It was suggested that hypoadiponectinaemia might be taken as a biomarker of the renal risk associated with obesity and predisposition to or frank diabetes mellitus [27]. However, this possibility seems very unlikely. In reality, the relationship between ADPN and proteinuria is not so compelling as it appeared to be in the Sharma study. As a matter of fact, the ADPN–proteinuria link is direct rather than inverse in the vast majority of patients with progressive nephropathies [22,24] as well as in Pima Indians, a population at high risk for obesity and type 2 diabetes [28]. Undoubtedly, the most intriguing perspective alimented by Sharma's observations is that of exploiting the potential of this protein as a reno-protective cytokine. Weight loss apart, ADPN synthesis and/or secretion can be stimulated by a variety of drugs [29]. ACE inhibitors, sartans (telmisartan in particular), oral hypoglycaemic agents like metformin and glimepiride, a beta blocker which functions also as a stimulant to NO synthase like nebivolol, PPAR-alpha agonists like fenofibrate and particularly PPAR-gamma agonists like rosiglitazone [30] all augment plasma ADPN. Rosiglitazone, a compound that activates NO synthase via an AMPK pathway [31], appears of particular interest. In a small series of 10 patients with microalbuminuria randomized to this PPAR-gamma agonist or placebo for 12 weeks, the drug corrected hyperfiltration (GFR, from 133.4 ± 9.8 to 119.6 ± 8.7 ml/min) and reduced microalbuminuria as well (from 116.5 ± 31 to 40.4 ± 12 mg/day), and these effects were associated with improved NO bioavailibility [32]. Likewise, rosiglitazone added to background therapy with metformin provided greater reductions in microalbuminuria and blood pressure as compared to glyburide [33]. Rosiglitazone prevented the renal end-point in the DREAM study [34], a large trial in 5269 adults with fasting hyperglycaemia and/or impaired glucose tolerance without known cardiovascular disease or renal insufficiency. However, such a favourable renal effect was counterbalanced by an increased risk of heart failure. PPAR-gamma agonists influence a variety of biological pathways, and the increase in plasma ADPN represents just an important but in no way exclusive pathway mediating the effects of this class of drugs. Compounds that stimulate ADPN synthesis in a selective manner are not available at present.
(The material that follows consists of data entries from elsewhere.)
use std::time::Duration;

use eframe::egui::{Button, CentralPanel, Context, RichText, TextEdit, Ui, Window};

use crate::app::App;
use crate::app::state::{Screen, ScreenView};
use crate::data::{Backend, RemoteData};
use crate::models::TradeCredentials;
use crate::ui::styles::{self, masked_password, or_not_set, password_field};
use crate::ui::{NavTarget, UI_CONFIG, UI_TEXT};

pub struct ConnectScreen {
    details: RemoteData<TradeCredentials>,
    form_seeded: bool,
    modal_open: bool,
    form: TradeCredentials,
    show_password: bool,
    save: RemoteData<TradeCredentials>,
    save_error: Option<String>,
}

impl ConnectScreen {
    pub fn new(backend: &Backend) -> Self {
        let client = backend.client();
        let details = RemoteData::spawn(backend, async move { client.trade_details().await });
        Self {
            details,
            form_seeded: false,
            modal_open: false,
            form: TradeCredentials::default(),
            show_password: false,
            save: RemoteData::Idle,
            save_error: None,
        }
    }

    fn submit(&mut self, app: &mut App) {
        self.save_error = None;
        let client = app.services.backend.client();
        let creds = TradeCredentials {
            trade_server: self.form.trade_server.trim().to_string(),
            username: self.form.username.trim().to_string(),
            password: self.form.password.clone(),
        };
        self.save = RemoteData::spawn(&app.services.backend, async move {
            client.save_trade_details(&creds).await?;
            Ok(creds)
        });
    }

    fn render_modal(&mut self, ctx: &Context, app: &mut App) {
        let mut open = self.modal_open;
        Window::new(UI_TEXT.modal_details_title)
            .open(&mut open)
            .collapsible(false)
            .resizable(false)
            .anchor(eframe::egui::Align2::CENTER_CENTER, [0.0, 0.0])
            .show(ctx, |ui| {
                styles::field_label(ui, UI_TEXT.label_trade_server);
                ui.add(TextEdit::singleline(&mut self.form.trade_server).desired_width(240.0));
                ui.add_space(8.0);
                styles::field_label(ui, UI_TEXT.label_username);
                ui.add(TextEdit::singleline(&mut self.form.username).desired_width(240.0));
                ui.add_space(8.0);
                styles::field_label(ui, UI_TEXT.label_password);
                password_field(
                    ui,
                    &mut self.form.password,
                    &mut self.show_password,
                    UI_TEXT.hint_password,
                );
                ui.add_space(8.0);

                if let Some(error) = &self.save_error {
                    styles::error_text(ui, error);
                    ui.add_space(8.0);
                }

                let busy = self.save.is_loading();
                let filled = !self.form.trade_server.trim().is_empty()
                    && !self.form.username.trim().is_empty()
                    && !self.form.password.is_empty();
                if ui
                    .add_enabled(!busy && filled, Button::new(UI_TEXT.btn_connect))
                    .clicked()
                {
                    self.submit(app);
                }
            });
        if self.modal_open && !open {
            self.modal_open = false;
            self.save_error = None;
        }
    }
}

impl ScreenView for ConnectScreen {
    fn tick(&mut self, app: &mut App, ctx: &Context) -> Option<Screen> {
        self.details
            .poll_or_empty("trading details", TradeCredentials::default);
        if !self.form_seeded {
            if let Some(details) = self.details.ready().cloned() {
                self.form = details;
                self.form_seeded = true;
            }
        }

        self.save.poll();
        if let Some(saved) = self.save.take_ready() {
            self.form = saved.clone();
            self.details = RemoteData::Ready(saved);
            self.modal_open = false;
        }
        if let Some(msg) = self.save.take_failed() {
            self.save_error = Some(msg);
        }

        let next = app.render_chrome(ctx, NavTarget::Connect);

        CentralPanel::default().show(ctx, |ui| {
            ui.label(styles::heading(UI_TEXT.trading_details_title));
            ui.add_space(8.0);

            let empty = TradeCredentials::default();
            let details = self.details.ready().unwrap_or(&empty);
            UI_CONFIG.card_frame().show(ui, |ui| {
                field_row(ui, UI_TEXT.label_trade_server, or_not_set(&details.trade_server));
                field_row(ui, UI_TEXT.label_username, or_not_set(&details.username));
                field_row(ui, UI_TEXT.label_password, masked_password(&details.password));
            });
            ui.add_space(12.0);

            let label = if details.is_empty() {
                UI_TEXT.btn_add_details
            } else {
                UI_TEXT.modal_details_title
            };
            if ui.button(label).clicked() {
                self.modal_open = true;
            }
        });

        if self.modal_open {
            self.render_modal(ctx, app);
        }

        if self.details.is_loading() || self.save.is_loading() {
            ctx.request_repaint_after(Duration::from_millis(100));
        }
        next
    }
}

fn field_row(ui: &mut Ui, label: &str, value: &str) {
    ui.horizontal(|ui| {
        styles::field_label(ui, label);
        ui.label(RichText::new(value).color(UI_CONFIG.colors.label));
    });
}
In conclusion, the paper by Sharma further highlights the relevance of the adipose tissue–kidney connection. Leptin was the first adipose tissue cytokine to be directly implicated in renal damage in obesity. Fresh results in the ADPN null mice show that the lack of ADPN may be conducive to renal damage and that this damage can be reversed by supplementing ADPN. Drugs that stimulate ADPN synthesis and ADPN derivatives are investigated with increasing interest by the industry [35]. This flurry of interest may soon bring ADPN into the translational research arena, i.e. the area of phase 1 and phase 2 clinical trials.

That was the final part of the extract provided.